摘要

Background: Brain Computer Interfaces (BCIs) are developed to translate brain waves into machine instructions for external devices control. Recently, hybrid BCI systems are proposed for the multi-degree control of a real wheelchair to improve the systematical efficiency of traditional BCIs. However, it is difficult for existing hybrid BCIs to implement the multi-dimensional control in one command cycle. New method: This paper proposes a novel hybrid BCI system that combines motor imagery (MI)-based bio-signals and steady-state visual evoked potentials (SSVEPs) to control the speed and direction of a real wheelchair synchronously. Furthermore, a hybrid modalities-based switch is firstly designed to turn on/off the control system of the wheelchair.
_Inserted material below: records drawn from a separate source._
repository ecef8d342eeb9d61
#![no_main]

use std::collections::BTreeMap;

use libfuzzer_sys::fuzz_target;
use roadnet::config::{Backend, ConfigLoader};
use roadnet::network::RoadGeometryInfo;
use roadnet::network::builder::build_road_network;
use roadnet::phase::{DynamicEnvironmentHandler, FixedPhaseIterationHandler, ManualTimer};

const RULES: &str = r"
PhaseRings:
  - ID: Ring
    Phases:
      - ID: Green
      - ID: Yellow
      - ID: Red
    PhaseTransitionGraph:
      Green:
        - ID: Yellow
      Yellow:
        - ID: Red
      Red:
        - ID: Green
  - ID: Static
    Phases:
      - ID: Only
";

// First byte picks the phase duration, every following byte is a clock
// step in hundredths of a second.
fuzz_target!(|data: &[u8]| {
    let Some((&duration, steps)) = data.split_first() else {
        return;
    };
    let phase_duration = f64::from(duration.max(1)) / 100.0;

    let loaded = ConfigLoader::with_defaults()
        .load_from_str(RULES, "<fuzz>")
        .expect("fixed rules load");
    let geometry = RoadGeometryInfo {
        id: "fuzz".to_string(),
        backend: Backend::Dragway,
        configuration: BTreeMap::new(),
    };
    let network = build_road_network(geometry, &loaded.document).expect("fixed rules build");
    let timer = ManualTimer::new();
    let mut handler = FixedPhaseIterationHandler::new(&timer, &network, phase_duration)
        .expect("positive duration");

    for &step in steps {
        timer.advance(f64::from(step) / 100.0);
        handler.update().expect("consistent network never fails");
        assert!(network.check_invariants().is_empty());
    }
});
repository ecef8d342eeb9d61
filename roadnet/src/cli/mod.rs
//! Command-line interface.

pub mod args;
pub mod commands;
//! Fixed-duration phase iteration.
//!
//! Every time more than `phase_duration` seconds have passed since the
//! last transition, each phase ring moves to the next phase recorded by
//! the phase provider. The gate is global: the per-ring `duration_until`
//! values are carried along in the phase state but never consulted.

use tracing::{debug, trace};

use crate::error::{NetworkError, PhaseError};
use crate::network::RoadNetwork;

use super::handler::DynamicEnvironmentHandler;
use super::timer::Timer;

/// Advances every phase ring one step per elapsed `phase_duration`.
pub struct FixedPhaseIterationHandler<'a> {
    timer: &'a dyn Timer,
    network: &'a RoadNetwork,
    phase_duration: f64,
    last_elapsed_time: f64,
}

impl<'a> FixedPhaseIterationHandler<'a> {
    /// Creates a handler.
    ///
    /// The first transition happens once the timer reads more than
    /// `phase_duration`.
    ///
    /// # Errors
    ///
    /// Returns [`PhaseError::InvalidArgument`] if `phase_duration` is not a
    /// positive finite number of seconds.
    pub fn new(
        timer: &'a dyn Timer,
        network: &'a RoadNetwork,
        phase_duration: f64,
    ) -> Result<Self, PhaseError> {
        if !(phase_duration.is_finite() && phase_duration > 0.0) {
            return Err(PhaseError::InvalidArgument(format!(
                "phase_duration must be a positive number of seconds, got {phase_duration}"
            )));
        }
        Ok(Self {
            timer,
            network,
            phase_duration,
            last_elapsed_time: 0.0,
        })
    }

    /// Returns the configured phase duration in seconds.
    #[must_use]
    pub const fn phase_duration(&self) -> f64 {
        self.phase_duration
    }

    /// Returns the timer reading at the last transition.
    #[must_use]
    pub const fn last_elapsed_time(&self) -> f64 {
        self.last_elapsed_time
    }
}

impl DynamicEnvironmentHandler for FixedPhaseIterationHandler<'_> {
    fn update(&mut self) -> Result<(), PhaseError> {
        let elapsed = self.timer.elapsed();
        // A NaN reading compares false and never triggers a transition.
        let due = elapsed - self.last_elapsed_time > self.phase_duration;
        if !due {
            return Ok(());
        }
        self.last_elapsed_time = elapsed;

        let book = self.network.phase_ring_book();
        let reader = self.network.phase_provider();
        let writer = self.network.phase_state_writer();

        for ring_id in book.phase_rings() {
            let ring = book
                .phase_ring(&ring_id)
                .ok_or_else(|| NetworkError::UnknownPhaseRing(ring_id.to_string()))?;
            let current = reader
                .phase(&ring_id)
                .ok_or_else(|| PhaseError::UntrackedPhaseRing(ring_id.to_string()))?;

            let Some(next) = current.next else {
                trace!(ring = %ring_id, phase = %current.state, "static phase ring, skipping");
                continue;
            };

            let new_phase = next.state;
            let following = ring.next_phases(&new_phase)?.first();
            writer.set_phase(
                &ring_id,
                new_phase.clone(),
                following.map(|n| n.id.clone()),
                following.and_then(|n| n.duration_until),
            )?;

            debug!(
                ring = %ring_id,
                from = %current.state,
                to = %new_phase,
                elapsed,
                "phase ring advanced"
            );
        }

        Ok(())
    }
}

impl std::fmt::Debug for FixedPhaseIterationHandler<'_> {
    fn fmt(&self, f: &mut std::fmt::Formatter<'_>) -> std::fmt::Result {
        f.debug_struct("FixedPhaseIterationHandler")
            .field("phase_duration", &self.phase_duration)
            .field("last_elapsed_time", &self.last_elapsed_time)
            .finish_non_exhaustive()
    }
}
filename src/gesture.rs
//! Gesture routing: discrete device gestures become canvas actions.
//!
//! Only `Stop` events act. A gesture reports Start/Update for as long as the
//! user is performing it, so acting earlier would fire repeatedly.

use crate::canvas::Canvas;
use crate::tracker::PointerTracker;
use crate::tracking::{Gesture, GestureKind, GestureState};

#[derive(Clone, Copy, Debug, PartialEq, Eq)]
pub enum GestureAction {
    /// Wipe the paint layer and forget the stroke in progress.
    Reset,
    ToggleEraser,
}

#[derive(Clone, Copy, Debug)]
pub struct GestureRouter {
    reset: GestureKind,
    eraser: GestureKind,
}

impl Default for GestureRouter {
    fn default() -> Self {
        Self::new(GestureKind::KeyTap, GestureKind::ScreenTap)
    }
}

impl GestureRouter {
    pub fn new(reset: GestureKind, eraser: GestureKind) -> Self {
        Self { reset, eraser }
    }

    /// Action bound to a finished gesture, if any.
    pub fn classify(&self, gesture: &Gesture) -> Option<GestureAction> {
        if gesture.state != GestureState::Stop {
            return None;
        }
        if gesture.kind == self.reset {
            Some(GestureAction::Reset)
        } else if gesture.kind == self.eraser {
            Some(GestureAction::ToggleEraser)
        } else {
            None
        }
    }

    /// Apply every finished gesture in reported order. Returns the actions taken.
    pub fn dispatch(
        &self,
        gestures: &[Gesture],
        tracker: &mut PointerTracker,
        canvas: &Canvas,
    ) -> Vec<GestureAction> {
        let mut taken = Vec::new();
        for action in gestures.iter().filter_map(|g| self.classify(g)) {
            match action {
                GestureAction::Reset => {
                    tracker.reset();
                    canvas.clear_overlay();
                    log::info!("reset gesture: canvas cleared");
                }
                GestureAction::ToggleEraser => {
                    let was = canvas.toggle_eraser();
                    log::info!("eraser gesture: eraser {}", if was { "off" } else { "on" });
                }
            }
            taken.push(action);
        }
        taken
    }
}
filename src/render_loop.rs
//! The render loop: the only code that talks to the window.
//!
//! Each tick:
//! 1. poll for a key (this is also what paces the loop),
//! 2. drain the color knob into the R/G/B sliders,
//! 3. publish the brush read from the sliders,
//! 4. paint with the mouse if the left button is held,
//! 5. pull a camera frame into the base layer if the camera is on,
//! 6. present the canvas if anything changed,
//! 7. act on the key: Esc quits, `s` saves, `v` turns the camera on.

use std::path::{Path, PathBuf};
use std::sync::Arc;
use std::time::Duration;

use crate::brush::{BrushParams, SharedBrush};
use crate::camera::FrameSource;
use crate::canvas::Canvas;
use crate::codec::save_image;
use crate::error::{Error, Result};
use crate::knob::ColorKnob;
use crate::toolkit::{KeyCode, Toolkit, COLOR_SLIDERS, THICKNESS};
use crate::types::{Point, Rgb};

pub const SAVE_KEY: KeyCode = KeyCode::Char('s');
pub const CAMERA_KEY: KeyCode = KeyCode::Char('v');
pub const QUIT_KEY: KeyCode = KeyCode::Escape;

/// Opens the live camera on demand.
pub type CameraOpener = Box<dyn FnMut() -> Result<Box<dyn FrameSource>>>;

#[derive(Clone, Copy, Debug, PartialEq, Eq)]
pub enum Tick {
    Continue,
    Quit,
}

pub struct RenderLoop<T: Toolkit> {
    toolkit: T,
    canvas: Arc<Canvas>,
    knob: Arc<ColorKnob>,
    brush: Arc<SharedBrush>,
    save_path: PathBuf,
    jpeg_quality: u8,
    poll_interval: Duration,
    open_camera: CameraOpener,
    camera: Option<Box<dyn FrameSource>>,
    camera_failing: bool,
    mouse_prev: Option<Point>,
}

impl<T: Toolkit> RenderLoop<T> {
    pub fn new(
        toolkit: T,
        canvas: Arc<Canvas>,
        knob: Arc<ColorKnob>,
        brush: Arc<SharedBrush>,
        save_path: impl Into<PathBuf>,
    ) -> Self {
        Self {
            toolkit,
            canvas,
            knob,
            brush,
            save_path: save_path.into(),
            jpeg_quality: 100,
            poll_interval: Duration::from_millis(15),
            open_camera: Box::new(|| -> Result<Box<dyn FrameSource>> {
                Err(Error::CameraInit("no camera available".to_string()))
            }),
            camera: None,
            camera_failing: false,
            mouse_prev: None,
        }
    }

    pub fn with_poll_interval(mut self, interval: Duration) -> Self {
        self.poll_interval = interval;
        self
    }

    pub fn with_jpeg_quality(mut self, quality: u8) -> Self {
        self.jpeg_quality = quality;
        self
    }

    pub fn with_camera_opener(mut self, opener: CameraOpener) -> Self {
        self.open_camera = opener;
        self
    }

    pub fn toolkit(&self) -> &T {
        &self.toolkit
    }

    pub fn camera_enabled(&self) -> bool {
        self.camera.is_some()
    }

    pub fn save_path(&self) -> &Path {
        &self.save_path
    }

    /// Run until the quit key (or a closed window).
    pub fn run(&mut self) -> Result<()> {
        log::info!("render loop started (Esc quit, s save, v camera)");
        while self.tick()? == Tick::Continue {}
        log::info!("render loop stopped");
        Ok(())
    }

    /// One pass of the loop. Only presentation failures are returned as errors.
    pub fn tick(&mut self) -> Result<Tick> {
        let key = self.toolkit.poll_key(self.poll_interval);

        self.apply_knob();
        let brush = self.publish_brush();
        self.paint_with_mouse(brush);
        self.refresh_camera();

        if let Some(frame) = self.canvas.take_presentation_if_pending() {
            self.toolkit.present(&frame)?;
        }

        match key {
            Some(QUIT_KEY) => return Ok(Tick::Quit),
            Some(SAVE_KEY) => {
                if let Err(e) = self.save() {
                    log::error!("{e}");
                }
            }
            Some(CAMERA_KEY) => self.enable_camera(),
            _ => {}
        }
        Ok(Tick::Continue)
    }

    /// Move each color slider by the knob's pending delta (clamped by the slider).
    fn apply_knob(&mut self) {
        let deltas = self.knob.drain();
        for (name, delta) in COLOR_SLIDERS.iter().zip(deltas) {
            if delta == 0 {
                continue;
            }
            let current = self.toolkit.trackbar(name).unwrap_or(0);
            self.toolkit.set_trackbar(name, current.saturating_add(delta));
        }
    }

    fn publish_brush(&self) -> BrushParams {
        let channel = |name: &str| self.toolkit.trackbar(name).unwrap_or(0).clamp(0, 255) as u8;
        let params = BrushParams {
            thickness: self.toolkit.trackbar(THICKNESS).unwrap_or(1).max(1) as u32,
            color: Rgb::new(channel(COLOR_SLIDERS[0]), channel(COLOR_SLIDERS[1]), channel(COLOR_SLIDERS[2])),
        };
        self.brush.publish(params);
        params
    }

    /// Left-drag paints segments, the same way a pinched hand does.
    fn paint_with_mouse(&mut self, brush: BrushParams) {
        let (w, h) = self.canvas.dimensions();
        let held = match self.toolkit.mouse() {
            Some(m) if m.left_down => Some(m.position),
            _ => None,
        };
        let inside = held.filter(|p| p.x >= 0 && p.y >= 0 && (p.x as usize) < w && (p.y as usize) < h);

        match (self.mouse_prev, inside) {
            (Some(prev), Some(cur)) if prev != cur => {
                self.canvas.draw_segment(prev, cur, brush.color, brush.thickness);
            }
            _ => {}
        }
        self.mouse_prev = inside;
    }

    fn enable_camera(&mut self) {
        if self.camera.is_some() {
            log::debug!("camera already enabled");
            return;
        }
        match (self.open_camera)() {
            Ok(source) => {
                log::info!("live camera background enabled");
                self.camera = Some(source);
                self.camera_failing = false;
                self.refresh_camera();
            }
            Err(e) => log::warn!("camera unavailable: {e}"),
        }
    }

    /// A failing camera leaves the last background in place; warn once per outage.
    fn refresh_camera(&mut self) {
        let Some(camera) = self.camera.as_mut() else { return };
        match camera.next_frame() {
            Ok(Some(frame)) => {
                self.camera_failing = false;
                self.canvas.replace_base(frame);
            }
            Ok(None) => log::trace!("camera returned no frame"),
            Err(e) => {
                if !self.camera_failing {
                    log::warn!("camera frame failed, background not refreshed: {e}");
                }
                self.camera_failing = true;
            }
        }
    }

    /// Save the flattened canvas (no pointer marker) to the destination path.
    pub fn save(&self) -> Result<()> {
        let frame = self.canvas.flatten();
        save_image(&self.save_path, &frame, self.jpeg_quality)?;
        log::info!("current image saved: {}", self.save_path.display());
        Ok(())
    }
}
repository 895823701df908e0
// One error type for the whole painter.
// Every variant states *where* things went wrong.

/// Result alias used across the crate.
pub type Result<T> = std::result::Result<T, Error>;

#[derive(Debug, thiserror::Error)]
pub enum Error {
    /// Source image could not be read or decoded (fatal at startup).
    #[error("Image load error: {0}")]
    ImageLoad(String),

    /// Writing the canvas to disk failed (reported, loop keeps running).
    #[error("Image save error: {0}")]
    ImageSave(String),

    #[error("Window init error: {0}")]
    WindowInit(String),

    #[error("Window update error: {0}")]
    WindowUpdate(String),

    #[error("Camera init error: {0}")]
    CameraInit(String),

    #[error("Camera frame error: {0}")]
    CameraFrame(String),

    /// Tracking device could not be started (painting by hand stays inert).
    #[error("Tracking device error: {0}")]
    Device(String),

    #[error("Configuration error: {0}")]
    Config(String),

    #[error("IO error: {0}")]
    Io(#[from] std::io::Error),
}
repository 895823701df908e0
//! Hand-tracking device data model.
//!
//! These types mirror what a hand-tracking controller reports per frame:
//! hands with a stabilized palm position and pinch strength, per-finger bone
//! orientation, discrete gestures, and the interaction box used to normalize
//! coordinates. A [`TrackingDevice`] delivers frames to a listener on its own
//! thread.

use serde::{Deserialize, Serialize};

use crate::error::Result;

/// Device-space position in millimeters (or unit-cube coords once normalized).
#[derive(Clone, Copy, Debug, Default, PartialEq, Serialize, Deserialize)]
pub struct Vec3 {
    pub x: f32,
    pub y: f32,
    pub z: f32,
}

impl Vec3 {
    pub const fn new(x: f32, y: f32, z: f32) -> Self {
        Self { x, y, z }
    }

    pub fn is_finite(&self) -> bool {
        self.x.is_finite() && self.y.is_finite() && self.z.is_finite()
    }
}

/// Axis-aligned volume above the sensor in which hands are tracked.
#[derive(Clone, Copy, Debug, PartialEq, Serialize, Deserialize)]
pub struct InteractionBox {
    pub center: Vec3,
    /// Width, height and depth of the box.
    pub size: Vec3,
}

impl Default for InteractionBox {
    fn default() -> Self {
        Self { center: Vec3::new(0.0, 200.0, 0.0), size: Vec3::new(240.0, 240.0, 150.0) }
    }
}

impl InteractionBox {
    /// Map a device-space point into the unit cube, 0..1 on each axis.
    /// Points outside the box land outside 0..1 unless `clamp` is set.
    pub fn normalize_point(&self, p: Vec3, clamp: bool) -> Vec3 {
        let axis = |v: f32, c: f32, s: f32| {
            let n = if s > 0.0 { (v - c) / s + 0.5 } else { 0.5 };
            if clamp { n.clamp(0.0, 1.0) } else { n }
        };
        Vec3 {
            x: axis(p.x, self.center.x, self.size.x),
            y: axis(p.y, self.center.y, self.size.y),
            z: axis(p.z, self.center.z, self.size.z),
        }
    }
}

#[derive(Clone, Copy, Debug, PartialEq, Eq, Hash, Serialize, Deserialize)]
#[serde(rename_all = "snake_case")]
pub enum FingerKind {
    Thumb,
    Index,
    Middle,
    Ring,
    Pinky,
}

#[derive(Clone, Copy, Debug, PartialEq, Serialize, Deserialize)]
pub struct Finger {
    pub kind: FingerKind,
    pub extended: bool,
    /// Roll of the intermediate bone about its own axis, radians (-PI..PI).
    pub intermediate_roll: f32,
}

#[derive(Clone, Debug, Default, PartialEq, Serialize, Deserialize)]
pub struct Hand {
    pub stabilized_palm_position: Vec3,
    /// 0 = open hand, 1 = full pinch.
    pub pinch_strength: f32,
    #[serde(default)]
    pub fingers: Vec<Finger>,
}

impl Hand {
    /// First extended finger of the given kind.
    pub fn extended_finger(&self, kind: FingerKind) -> Option<&Finger> {
        self.fingers.iter().find(|f| f.extended && f.kind == kind)
    }
}

/// Discrete gestures the device recognizes.
#[derive(Clone, Copy, Debug, PartialEq, Eq, Hash, Serialize, Deserialize)]
#[serde(rename_all = "snake_case")]
pub enum GestureKind {
    Circle,
    Swipe,
    KeyTap,
    ScreenTap,
}

/// Lifecycle phase of a gesture.
#[derive(Clone, Copy, Debug, PartialEq, Eq, Serialize, Deserialize)]
#[serde(rename_all = "snake_case")]
pub enum GestureState {
    Start,
    Update,
    Stop,
}

#[derive(Clone, Copy, Debug, PartialEq, Eq, Serialize, Deserialize)]
pub struct Gesture {
    pub kind: GestureKind,
    pub state: GestureState,
}

/// One sample from the device.
#[derive(Clone, Debug, Default, PartialEq, Serialize, Deserialize)]
pub struct TrackingFrame {
    #[serde(default)]
    pub hands: Vec<Hand>,
    #[serde(default)]
    pub gestures: Vec<Gesture>,
    #[serde(default)]
    pub interaction_box: InteractionBox,
}

/// Callback invoked on the device thread for every frame.
pub type FrameListener = Box<dyn FnMut(&TrackingFrame) + Send + 'static>;

/// A source of tracking frames. `start` must return promptly; frames are
/// delivered asynchronously on a thread owned by the device.
pub trait TrackingDevice {
    fn start(&mut self, listener: FrameListener) -> Result<()>;
}

#[cfg(test)]
mod tests {
    use super::*;

    #[test]
    fn normalize_maps_box_to_unit_cube() {
        let ibox = InteractionBox::default();
        let n = ibox.normalize_point(Vec3::new(0.0, 200.0, 0.0), false);
        assert_eq!(n, Vec3::new(0.5, 0.5, 0.5));

        let corner = ibox.normalize_point(Vec3::new(-120.0, 320.0, 75.0), false);
        assert_eq!(corner, Vec3::new(0.0, 1.0, 1.0));
    }

    #[test]
    fn normalize_clamps_only_when_asked() {
        let ibox = InteractionBox::default();
        let far = Vec3::new(240.0, 200.0, 0.0);
        assert!(ibox.normalize_point(far, false).x > 1.0);
        assert_eq!(ibox.normalize_point(far, true).x, 1.0);
    }

    #[test]
    fn extended_finger_skips_curled_ones() {
        let hand = Hand {
            fingers: vec![
                Finger { kind: FingerKind::Thumb, extended: false, intermediate_roll: 1.0 },
                Finger { kind: FingerKind::Thumb, extended: true, intermediate_roll: 0.2 },
            ],
            ..Hand::default()
        };
        assert_eq!(hand.extended_finger(FingerKind::Thumb).map(|f| f.intermediate_roll), Some(0.2));
        assert!(hand.extended_finger(FingerKind::Pinky).is_none());
    }

    #[test]
    fn frame_parses_from_json() {
        let line = r#"{"hands":[{"stabilized_palm_position":{"x":1,"y":2,"z":3},"pinch_strength":0.9}],
                       "gestures":[{"kind":"key_tap","state":"stop"}]}"#;
        let frame: TrackingFrame = serde_json::from_str(line).unwrap();
        assert_eq!(frame.hands.len(), 1);
        assert!(frame.hands[0].fingers.is_empty());
        assert_eq!(frame.gestures[0], Gesture { kind: GestureKind::KeyTap, state: GestureState::Stop });
        assert_eq!(frame.interaction_box, InteractionBox::default());
    }
}
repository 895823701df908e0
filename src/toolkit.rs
//! What the render loop needs from a window toolkit, plus the slider bank
//! backing the on-screen trackbars.

use std::time::Duration;

use crate::error::Result;
use crate::types::{FrameBuffer, Point};

pub const THICKNESS: &str = "Thickness";
pub const RED: &str = "R";
pub const GREEN: &str = "G";
pub const BLUE: &str = "B";

/// Color sliders in channel order (matches the color knob's channels).
pub const COLOR_SLIDERS: [&str; 3] = [RED, GREEN, BLUE];

/// Keys the render loop reacts to.
#[derive(Clone, Copy, Debug, PartialEq, Eq)]
pub enum KeyCode {
    Escape,
    Char(char),
}

#[derive(Clone, Copy, Debug, PartialEq, Eq)]
pub struct MouseState {
    pub position: Point,
    pub left_down: bool,
}

/// Window capabilities. Only the render thread may hold and call this.
pub trait Toolkit {
    /// Show `frame` in the window.
    fn present(&mut self, frame: &FrameBuffer) -> Result<()>;

    /// Wait up to `timeout` for a key press.
    fn poll_key(&mut self, timeout: Duration) -> Option<KeyCode>;

    fn trackbar(&self, name: &str) -> Option<i32>;

    /// Set a trackbar, clamped to its range. Unknown names are ignored.
    fn set_trackbar(&mut self, name: &str, value: i32);

    /// Mouse over the window, if the toolkit tracks one.
    fn mouse(&self) -> Option<MouseState> {
        None
    }
}

#[derive(Clone, Debug, PartialEq, Eq)]
pub struct Slider {
    pub name: String,
    pub value: i32,
    pub max: i32,
}

/// Named integer sliders, each clamped to `0..=max`.
#[derive(Clone, Debug, Default)]
pub struct SliderBank {
    sliders: Vec<Slider>,
    selected: usize,
}

impl SliderBank {
    pub fn new() -> Self {
        Self::default()
    }

    /// Add a slider (or reset an existing one) with an initial value.
    pub fn create(&mut self, name: &str, max: i32, initial: i32) {
        let max = max.max(0);
        let value = initial.clamp(0, max);
        match self.sliders.iter_mut().find(|s| s.name == name) {
            Some(s) => {
                s.max = max;
                s.value = value;
            }
            None => self.sliders.push(Slider { name: name.to_string(), value, max }),
        }
    }

    pub fn get(&self, name: &str) -> Option<i32> {
        self.sliders.iter().find(|s| s.name == name).map(|s| s.value)
    }

    pub fn set(&mut self, name: &str, value: i32) {
        if let Some(s) = self.sliders.iter_mut().find(|s| s.name == name) {
            s.value = value.clamp(0, s.max);
        }
    }

    pub fn sliders(&self) -> &[Slider] {
        &self.sliders
    }

    pub fn selected(&self) -> usize {
        self.selected
    }

    /// Move the keyboard selection up/down, wrapping around.
    pub fn select_step(&mut self, step: i32) {
        if self.sliders.is_empty() {
            return;
        }
        let n = self.sliders.len() as i32;
        self.selected = (self.selected as i32 + step).rem_euclid(n) as usize;
    }

    /// Nudge the selected slider.
    pub fn adjust_selected(&mut self, delta: i32) {
        if let Some(s) = self.sliders.get_mut(self.selected) {
            s.value = (s.value + delta).clamp(0, s.max);
        }
    }
}
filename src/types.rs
// Core pixel/geometry types shared by the canvas, the window and the camera.

/// A packed 0x00RRGGBB frame, the layout minifb presents directly.
#[derive(Clone, Debug, PartialEq, Eq)]
pub struct FrameBuffer {
    pub width: usize,      // how wide the frame is on screen (pixels)
    pub height: usize,     // how tall the frame is on screen (pixels)
    pub pixels: Vec<u32>,  // each entry is 0x00RRGGBB for minifb
}

impl FrameBuffer {
    /// All-black frame. Black doubles as "transparent" in the paint layer.
    pub fn new(width: usize, height: usize) -> Self {
        Self { width, height, pixels: vec![0u32; width * height] }
    }

    pub fn filled(width: usize, height: usize, color: Rgb) -> Self {
        Self { width, height, pixels: vec![color.packed(); width * height] }
    }

    pub fn same_size(&self, other: &FrameBuffer) -> bool {
        self.width == other.width && self.height == other.height
    }

    pub fn contains(&self, p: Point) -> bool {
        p.x >= 0 && p.y >= 0 && (p.x as usize) < self.width && (p.y as usize) < self.height
    }

    /// Pixel at (x,y); `None` outside the frame.
    pub fn get(&self, x: i32, y: i32) -> Option<Rgb> {
        let p = Point::new(x, y);
        if !self.contains(p) {
            return None;
        }
        Some(Rgb::unpack(self.pixels[y as usize * self.width + x as usize]))
    }

    pub fn clear(&mut self) {
        self.pixels.fill(0);
    }
}

/// Integer pixel coordinate on the canvas.
#[derive(Clone, Copy, Debug, PartialEq, Eq, Hash)]
pub struct Point {
    pub x: i32,
    pub y: i32,
}

impl Point {
    pub const fn new(x: i32, y: i32) -> Self {
        Self { x, y }
    }
}

/// Raw 3-channel color, no color management.
#[derive(Clone, Copy, Debug, Default, PartialEq, Eq)]
pub struct Rgb {
    pub r: u8,
    pub g: u8,
    pub b: u8,
}

impl Rgb {
    pub const BLACK: Rgb = Rgb::new(0, 0, 0);

    pub const fn new(r: u8, g: u8, b: u8) -> Self {
        Self { r, g, b }
    }

    #[inline]
    pub const fn packed(self) -> u32 {
        ((self.r as u32) << 16) | ((self.g as u32) << 8) | self.b as u32
    }

    #[inline]
    pub const fn unpack(px: u32) -> Self {
        Self {
            r: ((px >> 16) & 0xFF) as u8,
            g: ((px >> 8) & 0xFF) as u8,
            b: (px & 0xFF) as u8,
        }
    }
}
//! Hand Painter
//!
//! Paint strokes onto an image with a hand-tracking controller. A device
//! thread turns palm motion, pinch strength, finger roll and gestures into
//! canvas mutations; a single render loop owns the window and presents the
//! canvas whenever it changed.

pub mod brush;
pub mod camera;
pub mod canvas;
pub mod cli;
pub mod codec;
pub mod config;
pub mod draw;
pub mod error;
pub mod gesture;
pub mod knob;
pub mod listener;
pub mod render_loop;
pub mod replay;
pub mod toolkit;
pub mod tracker;
pub mod tracking;
pub mod types;
pub mod window;

pub use brush::{BrushParams, SharedBrush};
pub use canvas::{Canvas, MarkerStyle};
pub use error::{Error, Result};
pub use gesture::{GestureAction, GestureRouter};
pub use knob::{ColorKnob, RollBands};
pub use listener::TrackingListener;
pub use render_loop::{RenderLoop, Tick};
pub use toolkit::{KeyCode, MouseState, Toolkit};
pub use tracker::{PointerTracker, TrackState};
pub use tracking::{TrackingDevice, TrackingFrame};
pub use types::{FrameBuffer, Point, Rgb};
Results: Two experiments were performed to assess the proposed BCI system. One was implemented for training and the other one conducted a wheelchair control task in the real environment. All subjects completed these tasks successfully and no collisions occurred in the real wheelchair control experiment. Comparison with existing method(s): The protocol of our BCI gave much more control commands than those of previous MI and SSVEP-based BCIs. Comparing with other BCI wheelchair systems, the superiority reflected by the index of path length optimality ratio validated the high efficiency of our control strategy. Conclusions: The results validated the efficiency of our hybrid BCI system to control the direction and speed of a real wheelchair as well as the reliability of hybrid signals-based switch control.